The JVP, which emerged in the 1960s as an advocate of rural guerrillaism and Sinhala populism, is now part of the Colombo political establishment. In 2004, it joined the government of President Chandrika Kumaratunga, and, while now in opposition, helped Rajapakse to win office in 2005. The party previously had a significant base of support, particularly among impoverished Sinhalese youth in areas like Karandeniya, but that constituency is evaporating.

 

One resident of Karandeniya, an electrician, told the SEP: “The cinnamon industry in this area has already deteriorated and there is no money in the hands of the people who depend on it. When they have money they come to me for repairs and other services. Actually I didn’t have a single job last week.

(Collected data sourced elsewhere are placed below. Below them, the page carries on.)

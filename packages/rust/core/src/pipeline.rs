//! Publication pipeline: webhook id → dedup → fetch → (render ∥ caption) →
//! upload → fan-out → aggregate.
//!
//! Each run is independent; only the dedup store is shared between runs.
//! Stages before fan-out abort the run with a [`PipelineError`] tagged with
//! the failing [`Stage`]. Fan-out failures are recovered per target, and the
//! run fails only when no target published.

use std::fmt;
use std::sync::Arc;
use std::time::Instant;

use tracing::{info, instrument, warn};

use postrelay_cms::{ContentFetcher, WordPressClient};
use postrelay_render::{AssetRenderer, CreativeRenderer};
use postrelay_shared::{
    ArticleRef, FetchError, MediaPublishError, PipelineResult, PublishOutcome, RenderError,
    RenderRequest, Result, RunId, Settings,
};
use postrelay_social::{FanOut, MediaHost, WordPressMediaHost, asset_filename, ensure_targets};
use postrelay_storage::{DedupStore, open_dedup_store};

use crate::caption::{CaptionComposer, composer_from_settings};

// ---------------------------------------------------------------------------
// Stages and errors
// ---------------------------------------------------------------------------

/// Pipeline stages, in execution order.
#[derive(Debug, Clone, Copy, PartialEq, Eq)]
pub enum Stage {
    DedupCheck,
    ContentFetch,
    Render,
    MediaPublish,
    Fanout,
}

impl Stage {
    pub fn as_str(&self) -> &'static str {
        match self {
            Self::DedupCheck => "dedup_check",
            Self::ContentFetch => "content_fetch",
            Self::Render => "render",
            Self::MediaPublish => "media_publish",
            Self::Fanout => "fanout",
        }
    }

    /// Human-readable label for progress output.
    pub fn label(&self) -> &'static str {
        match self {
            Self::DedupCheck => "Checking for duplicate delivery",
            Self::ContentFetch => "Fetching article",
            Self::Render => "Rendering creative and caption",
            Self::MediaPublish => "Uploading creative",
            Self::Fanout => "Publishing to social targets",
        }
    }
}

impl fmt::Display for Stage {
    fn fmt(&self, f: &mut fmt::Formatter<'_>) -> fmt::Result {
        f.write_str(self.as_str())
    }
}

/// A run that aborted.
#[derive(Debug, thiserror::Error)]
pub enum PipelineError {
    #[error("content fetch failed: {0}")]
    ContentFetch(#[from] FetchError),

    #[error("creative rendering failed: {0}")]
    Render(#[from] RenderError),

    #[error("media upload failed: {0}")]
    MediaPublish(#[from] MediaPublishError),

    /// Every target failed or was skipped. Carries the per-target outcomes.
    #[error("no target published ({} attempted)", .0.outcomes.len())]
    FanoutTotalFailure(PipelineResult),
}

impl PipelineError {
    pub fn stage(&self) -> Stage {
        match self {
            Self::ContentFetch(_) => Stage::ContentFetch,
            Self::Render(_) => Stage::Render,
            Self::MediaPublish(_) => Stage::MediaPublish,
            Self::FanoutTotalFailure(_) => Stage::Fanout,
        }
    }

    /// Response status token for the webhook caller.
    pub fn status_token(&self) -> &'static str {
        match self {
            Self::ContentFetch(_) => "erro_processamento_wp",
            Self::Render(_) => "erro_criacao_imagem",
            Self::MediaPublish(_) => "erro_upload_wordpress",
            Self::FanoutTotalFailure(_) => "erro_publicacao_redes",
        }
    }
}

/// A run that did not abort.
#[derive(Debug, Clone, PartialEq, Eq)]
pub enum RunReport {
    /// The id was seen within the retention window; nothing ran.
    Duplicate,
    /// At least one target published.
    Completed(PipelineResult),
}

impl RunReport {
    pub fn status_token(&self) -> &'static str {
        match self {
            Self::Duplicate => "duplicado",
            Self::Completed(_) => "sucesso",
        }
    }
}

// ---------------------------------------------------------------------------
// Progress
// ---------------------------------------------------------------------------

/// Progress callback for reporting pipeline status.
pub trait ProgressReporter: Send + Sync {
    /// Called when entering a stage.
    fn stage(&self, stage: Stage);
    /// Called once per target after fan-out.
    fn target_finished(&self, outcome: &PublishOutcome);
}

/// No-op progress reporter for headless/test usage.
pub struct SilentProgress;

impl ProgressReporter for SilentProgress {
    fn stage(&self, _stage: Stage) {}
    fn target_finished(&self, _outcome: &PublishOutcome) {}
}

// ---------------------------------------------------------------------------
// Pipeline
// ---------------------------------------------------------------------------

/// Collaborators of a [`Pipeline`].
pub struct PipelineParts {
    pub dedup: Arc<dyn DedupStore>,
    pub fetcher: Arc<dyn ContentFetcher>,
    pub renderer: Arc<dyn AssetRenderer>,
    pub captioner: Arc<dyn CaptionComposer>,
    pub media_host: Arc<dyn MediaHost>,
    pub fanout: FanOut,
    pub brand_logo_url: String,
}

/// The orchestrator. Shared by every delivery handled by the process.
pub struct Pipeline {
    dedup: Arc<dyn DedupStore>,
    fetcher: Arc<dyn ContentFetcher>,
    renderer: Arc<dyn AssetRenderer>,
    captioner: Arc<dyn CaptionComposer>,
    media_host: Arc<dyn MediaHost>,
    fanout: FanOut,
    brand_logo_url: String,
}

impl Pipeline {
    pub fn new(parts: PipelineParts) -> Self {
        let PipelineParts {
            dedup,
            fetcher,
            renderer,
            captioner,
            media_host,
            fanout,
            brand_logo_url,
        } = parts;

        Self {
            dedup,
            fetcher,
            renderer,
            captioner,
            media_host,
            fanout,
            brand_logo_url,
        }
    }

    /// Wire the production collaborators from resolved settings.
    pub async fn from_settings(settings: &Settings) -> Result<Self> {
        let fanout = FanOut::from_settings(settings)?;
        ensure_targets(&fanout)?;

        let dedup = open_dedup_store(&settings.dedup).await;
        info!(backend = dedup.name(), "dedup store ready");

        Ok(Self::new(PipelineParts {
            dedup,
            fetcher: Arc::new(WordPressClient::from_settings(settings)?),
            renderer: Arc::new(CreativeRenderer::from_settings(settings)?),
            captioner: composer_from_settings(settings)?,
            media_host: Arc::new(WordPressMediaHost::new(
                settings.cms.clone(),
                settings.timeouts.upload,
            )?),
            fanout,
            brand_logo_url: settings.brand.logo_url.clone(),
        }))
    }

    pub fn fanout(&self) -> &FanOut {
        &self.fanout
    }

    /// Run the pipeline once for `article`.
    ///
    /// 1. Dedup check (duplicates end here)
    /// 2. Fetch article content
    /// 3. Render creative while composing the caption
    /// 4. Upload creative to the media host
    /// 5. Fan out to every target and aggregate
    #[instrument(skip_all, fields(post_id = %article, run_id = %RunId::new()))]
    pub async fn run(
        &self,
        article: &ArticleRef,
        progress: &dyn ProgressReporter,
    ) -> std::result::Result<RunReport, PipelineError> {
        let start = Instant::now();

        // --- Stage 1: Dedup ---
        progress.stage(Stage::DedupCheck);
        if !self.dedup.admit(article.id()).await {
            info!(backend = self.dedup.name(), "duplicate delivery ignored");
            return Ok(RunReport::Duplicate);
        }

        // --- Stage 2: Content ---
        progress.stage(Stage::ContentFetch);
        let content = self.fetcher.fetch(article).await.inspect_err(|e| {
            warn!(stage = %Stage::ContentFetch, error = %e, "run aborted");
        })?;

        // --- Stage 3: Render ∥ caption ---
        progress.stage(Stage::Render);
        let request = RenderRequest {
            source_image_url: content.featured_image_url.clone(),
            title: content.title.clone(),
            brand_logo_url: self.brand_logo_url.clone(),
        };
        let (asset, caption) = tokio::join!(
            self.renderer.render(&request),
            self.captioner.compose(&content),
        );
        let asset = asset.inspect_err(|e| {
            warn!(stage = %Stage::Render, error = %e, "run aborted");
        })?;

        // --- Stage 4: Upload ---
        progress.stage(Stage::MediaPublish);
        let filename = asset_filename(article.id(), &asset);
        let media_url = self
            .media_host
            .publish(&asset, &filename)
            .await
            .inspect_err(|e| {
                warn!(stage = %Stage::MediaPublish, error = %e, "run aborted");
            })?;

        // --- Stage 5: Fan-out ---
        progress.stage(Stage::Fanout);
        let outcomes = self.fanout.publish_all(&media_url, &caption).await;
        for outcome in &outcomes {
            progress.target_finished(outcome);
        }

        let result = PipelineResult::new(article.id(), media_url, caption.origin, outcomes);
        let published = result.outcomes.iter().filter(|o| o.success()).count();

        if !result.overall {
            warn!(
                targets = result.outcomes.len(),
                elapsed_ms = start.elapsed().as_millis() as u64,
                "no target published"
            );
            return Err(PipelineError::FanoutTotalFailure(result));
        }

        if result.is_partial() {
            warn!(
                published,
                targets = result.outcomes.len(),
                "partial fan-out success"
            );
        }

        info!(
            published,
            targets = result.outcomes.len(),
            caption_origin = ?result.caption_origin,
            elapsed_ms = start.elapsed().as_millis() as u64,
            "run complete"
        );
        Ok(RunReport::Completed(result))
    }
}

President Rajapakse and his government always are talking about the victory over the LTTE. But we want solutions for our burning problems. We know that any government won’t solve our problems.

 

“I don’t know much about socialism but I like the main element of that: equality. We thought that the JVP was a socialist party and that they would fight to solve our problems. However, through my experiences, I know that the JVP is not a socialist party at all. Socialists can’t be communalist. Earlier they had support in this area. Now that is no longer the case because they are not fighting for the needs of people.”

 

The continuing poverty of cinnamon workers and small producers is an indictment of all of the parties of the Sri Lankan bourgeoisie, including the ex-radicals of the JVP who claimed that rural guerrillaism was a solution to their problems. It is only the working class that can offer the rural masses a way out of their oppressive conditions by mobilising them in the fight for a workers’ and farmers’ government that provide decent living standards for rural workers and cheap credit and aid to struggling small producers. That is the perspective that the SEP is fighting for in the Southern Province elections.